Effectiveness of machine learning at modeling the relationship between Hi‐C data and copy number variation

Abstract

Copy number variation (CNV) refers to the number of copies of a specific sequence in a genome and is a type of chromatin structural variation. The development of the Hi‐C technique has empowered research on the spatial structure of chromatins by capturing interactions between DNA fragments. We utilized machine‐learning methods including the linear transformation model and graph convolutional network (GCN) to detect CNV events from Hi‐C data and reveal how CNV is related to three‐dimensional interactions between genomic fragments in terms of the one‐dimensional read count signal and features of the chromatin structure. The experimental results demonstrated a specific linear relation between the Hi‐C read count and CNV for each chromosome that can be well qualified by the linear transformation model.

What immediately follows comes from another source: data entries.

//! Bilinear weight generation and the sparse weight matrix.

use serde::{Deserialize, Serialize};
use tracing::{debug, info};

use crate::error::{GridProcessorError, Result};
use crate::grid::{GridShape, LatLonGrid};
use crate::interpolation::{bilinear_weights, invert_bilinear};

/// Slack on `(s, t)` when deciding whether a point lies inside a cell.
const CELL_TOLERANCE: f64 = 1e-9;

/// Identifies the pair of grids a [`WeightMapping`] was built for.
#[derive(Debug, Clone, Copy, PartialEq, Eq, Hash, Serialize, Deserialize)]
pub struct GridSignature {
    pub source: GridShape,
    pub target: GridShape,
    /// Combined fingerprint of source and target coordinates.
    pub fingerprint: u32,
}

impl GridSignature {
    pub fn new(source: &LatLonGrid, target: &LatLonGrid) -> Self {
        let mut hasher = crc32fast::Hasher::new();
        hasher.update(&source.fingerprint().to_le_bytes());
        hasher.update(&target.fingerprint().to_le_bytes());
        Self {
            source: source.shape(),
            target: target.shape(),
            fingerprint: hasher.finalize(),
        }
    }

    /// True when both signatures describe the same grid shapes.
    pub fn same_shapes(&self, other: &GridSignature) -> bool {
        self.source == other.source && self.target == other.target
    }
}

impl std::fmt::Display for GridSignature {
    fn fmt(&self, f: &mut std::fmt::Formatter<'_>) -> std::fmt::Result {
        write!(
            f,
            "{} -> {} ({:08x})",
            self.source, self.target, self.fingerprint
        )
    }
}

/// Sparse interpolation matrix from source nodes to target nodes.
///
/// Row `i` (a target node) holds the source node indices and weights stored
/// at `offsets[i]..offsets[i + 1]`. Target nodes outside the source grid
/// have empty rows.
#[derive(Debug, Clone, PartialEq)]
pub struct WeightMapping {
    signature: GridSignature,
    offsets: Vec<usize>,
    columns: Vec<usize>,
    weights: Vec<f64>,
}

impl WeightMapping {
    /// Assemble a mapping from `(row, column, weight)` triplets.
    ///
    /// Triplets may come in any order; indices are checked against the
    /// signature's shapes.
    pub fn from_triplets(
        signature: GridSignature,
        rows: &[usize],
        columns: &[usize],
        weights: &[f64],
    ) -> Result<Self> {
        if rows.len() != columns.len() || rows.len() != weights.len() {
            return Err(GridProcessorError::weight_store(format!(
                "triplet arrays differ in length: rows={} cols={} weights={}",
                rows.len(),
                columns.len(),
                weights.len()
            )));
        }

        let n_target = signature.target.ny * signature.target.nx;
        let n_source = signature.source.ny * signature.source.nx;

        let mut counts = vec![0usize; n_target + 1];
        for (&row, &col) in rows.iter().zip(columns) {
            if row >= n_target || col >= n_source {
                return Err(GridProcessorError::weight_store(format!(
                    "weight entry ({}, {}) outside {}",
                    row, col, signature
                )));
            }
            counts[row + 1] += 1;
        }
        for i in 0..n_target {
            counts[i + 1] += counts[i];
        }
        let offsets = counts;

        let mut cursor = offsets.clone();
        let mut sorted_columns = vec![0usize; rows.len()];
        let mut sorted_weights = vec![0.0f64; rows.len()];
        for ((&row, &col), &w) in rows.iter().zip(columns).zip(weights) {
            let at = cursor[row];
            sorted_columns[at] = col;
            sorted_weights[at] = w;
            cursor[row] += 1;
        }

        Ok(Self {
            signature,
            offsets,
            columns: sorted_columns,
            weights: sorted_weights,
        })
    }

    /// Flatten back into `(rows, columns, weights)`.
    pub fn to_triplets(&self) -> (Vec<usize>, Vec<usize>, Vec<f64>) {
        let mut rows = Vec::with_capacity(self.nnz());
        for i in 0..self.n_target() {
            rows.extend(std::iter::repeat(i).take(self.offsets[i + 1] - self.offsets[i]));
        }
        (rows, self.columns.clone(), self.weights.clone())
    }

    pub fn signature(&self) -> &GridSignature {
        &self.signature
    }

    pub fn n_source(&self) -> usize {
        self.signature.source.ny * self.signature.source.nx
    }

    pub fn n_target(&self) -> usize {
        self.offsets.len() - 1
    }

    /// Number of stored weights.
    pub fn nnz(&self) -> usize {
        self.weights.len()
    }

    /// Source indices and weights contributing to target node `i`.
    pub fn row(&self, i: usize) -> (&[usize], &[f64]) {
        let range = self.offsets[i]..self.offsets[i + 1];
        (&self.columns[range.clone()], &self.weights[range])
    }

    /// Target nodes with no source contribution.
    pub fn unmapped_count(&self) -> usize {
        self.offsets.windows(2).filter(|w| w[0] == w[1]).count()
    }

    /// Apply the mapping to one 2-D source field.
    ///
    /// Unmapped targets and targets touching a NaN source node become NaN.
    pub fn apply(&self, source: &[f64], target: &mut [f64]) -> Result<()> {
        if source.len() != self.n_source() || target.len() != self.n_target() {
            return Err(GridProcessorError::shape_mismatch(format!(
                "weights for {} applied to {} source and {} target values",
                self.signature,
                source.len(),
                target.len()
            )));
        }

        for (i, out) in target.iter_mut().enumerate() {
            let (cols, weights) = self.row(i);
            *out = if cols.is_empty() {
                f64::NAN
            } else {
                cols.iter()
                    .zip(weights)
                    .map(|(&c, &w)| source[c] * w)
                    .sum()
            };
        }
        Ok(())
    }
}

In addition, the GCN‐based model could accurately extract features of the spatial structure from Hi‐C data and infer the corresponding CNV across different chromosomes in a cancer cell line. We performed a series of experiments including dimension reduction, transfer learning, and Hi‐C data perturbation to comprehensively evaluate the utility and robustness of the GCN‐based model. This work can provide a benchmark for using machine learning to infer CNV from Hi‐C data and serves as a necessary foundation for deeper understanding of the relationship between Hi‐C data and CNV.